This paper has demonstrated an approach that can be used to detect banking malware and some its variants and has demonstrated that the methodology does work across multiple datasets and other variants of the Zeus malware.

6. Conclusions

The framework's ability to identify banking malware and its variants have been demonstrated by the empirical analysis conducted during this research. The research shows that the methodology and framework used for this study can identify both older and newer versions of the Zeus banking malware. It is possible that this approach can be used to detect a large number of banking malware variants without having to examine each one in order to understand its characteristics. This is because the framework and technique developed during this research identified key features that could be used and may also predict other banking malware variants. Also, this research has shown that a reduced set of features can be used for detecting banking malware and this should help increase the performance and time required for training and testing machine learning or deep learning algorithms, especially for large datasets. This research will also benefit other researchers as they should be able to adopt this approach in their own research and will have a good base to begin conducting experiments of a similar nature.

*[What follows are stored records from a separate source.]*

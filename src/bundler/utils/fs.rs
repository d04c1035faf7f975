//! File system utilities for packaging.
//!
//! Idempotent wrappers over `std::fs` that attach the failing path to every
//! error.

use crate::bundler::error::{ErrorExt, Result};
use std::{fs, io, path::Path};

/// Creates all of the directories of the specified path.
///
/// Succeeds if the directory already exists.
pub fn create_dir_all(path: &Path) -> Result<()> {
    fs::create_dir_all(path).fs_context("creating directory", path)
}

/// Writes `contents` to `path`, creating parent directories as needed and
/// replacing any existing file.
pub fn write_file(path: &Path, contents: &str) -> Result<()> {
    if let Some(parent) = path.parent() {
        create_dir_all(parent)?;
    }
    fs::write(path, contents).fs_context("writing file", path)
}

/// Removes a file if it exists.
pub fn remove_file_if_exists(path: &Path) -> Result<()> {
    match fs::remove_file(path) {
        Ok(()) => Ok(()),
        Err(e) if e.kind() == io::ErrorKind::NotFound => Ok(()), // Idempotent
        Err(e) => Err(e).fs_context("removing file", path),
    }
}

#[cfg(test)]
mod tests {
    use super::*;

    #[test]
    fn write_creates_parents_and_overwrites() {
        let dir = tempfile::tempdir().unwrap();
        let path = dir.path().join("a/b/out.html");
        write_file(&path, "first").unwrap();
        write_file(&path, "second").unwrap();
        assert_eq!(fs::read_to_string(&path).unwrap(), "second");
    }

    #[test]
    fn operations_are_idempotent() {
        let dir = tempfile::tempdir().unwrap();
        let sub = dir.path().join("offline");
        create_dir_all(&sub).unwrap();
        create_dir_all(&sub).unwrap();

        let file = sub.join("gone.html");
        remove_file_if_exists(&file).unwrap();
        fs::write(&file, "x").unwrap();
        remove_file_if_exists(&file).unwrap();
        assert!(!file.exists());
    }

    #[test]
    fn create_dir_fails_on_file() {
        let dir = tempfile::tempdir().unwrap();
        let blocker = dir.path().join("offline");
        fs::write(&blocker, "not a directory").unwrap();
        let err = create_dir_all(&blocker).unwrap_err();
        assert!(err.to_string().starts_with("creating directory"));
    }
}
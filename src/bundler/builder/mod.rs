//! Packaging of assembled documents into zip archives.
//!
//! - `archive` - the [`Archiver`] trait and its two implementations
//! - `checksum` - SHA-256 of produced archives
//! - `orchestrator` - the [`Packager`] run over all (tool, language) pairs
//! - `tool_detection` - lookup of the external `zip` command

mod archive;
mod checksum;
mod orchestrator;
mod tool_detection;

pub use archive::{Archiver, CommandArchiver, ZipArchiver};
pub use checksum::calculate_sha256;
pub use orchestrator::{PackageOutcome, PackageStatus, PackageSummary, PackagedArchive, Packager};
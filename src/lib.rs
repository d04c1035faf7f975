//! Swiss interest calculator engine and offline bundle packager.
//!
//! This library provides:
//! - [`interest`]: actual/360 default interest, annual compounding, and Swiss
//!   number formatting and parsing
//! - [`bundler`]: assembly of self-contained offline HTML documents and their
//!   packaging into one zip archive per tool and language
//!
//! It can be used both as a CLI tool and as a library dependency.

pub mod bundler;
pub mod cli;
pub mod error;
pub mod interest;

// Re-export commonly used types
pub use error::{AppError, CliError, Result};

It may be possible to advance this research in the future by improving the methodology to include more banking malware variants, especially variants belonging to a different banking malware family. Additionally, more study may be done to identify other malware types and increase the prediction accuracy of these predictions. The results of this study may also be utilized by researchers to develop an intrusion detection system (IDS) that can identify a variety of malware, and by anti-virus manufacturers to support their development of malware detection tools. Once the infection has been identified, action can also be taken against the malicious communications. Researchers can improve their work by using the results of this study to create their own malware prediction systems.

Author Contributions

Conceptualization, M.K.; methodology, M.K.; software, M.K.; validation, M.K.; formal analysis, M.K.; investigation, M.K.; resources, M.K.; data curation, M.K.; writing—original draft preparation, M.K.; writing—review and editing, M.K.; visualization, M.K.; supervision, M.K.; project administration, M.K. The author has read and agreed to the published version of the manuscript.

Funding

This research received no external funding.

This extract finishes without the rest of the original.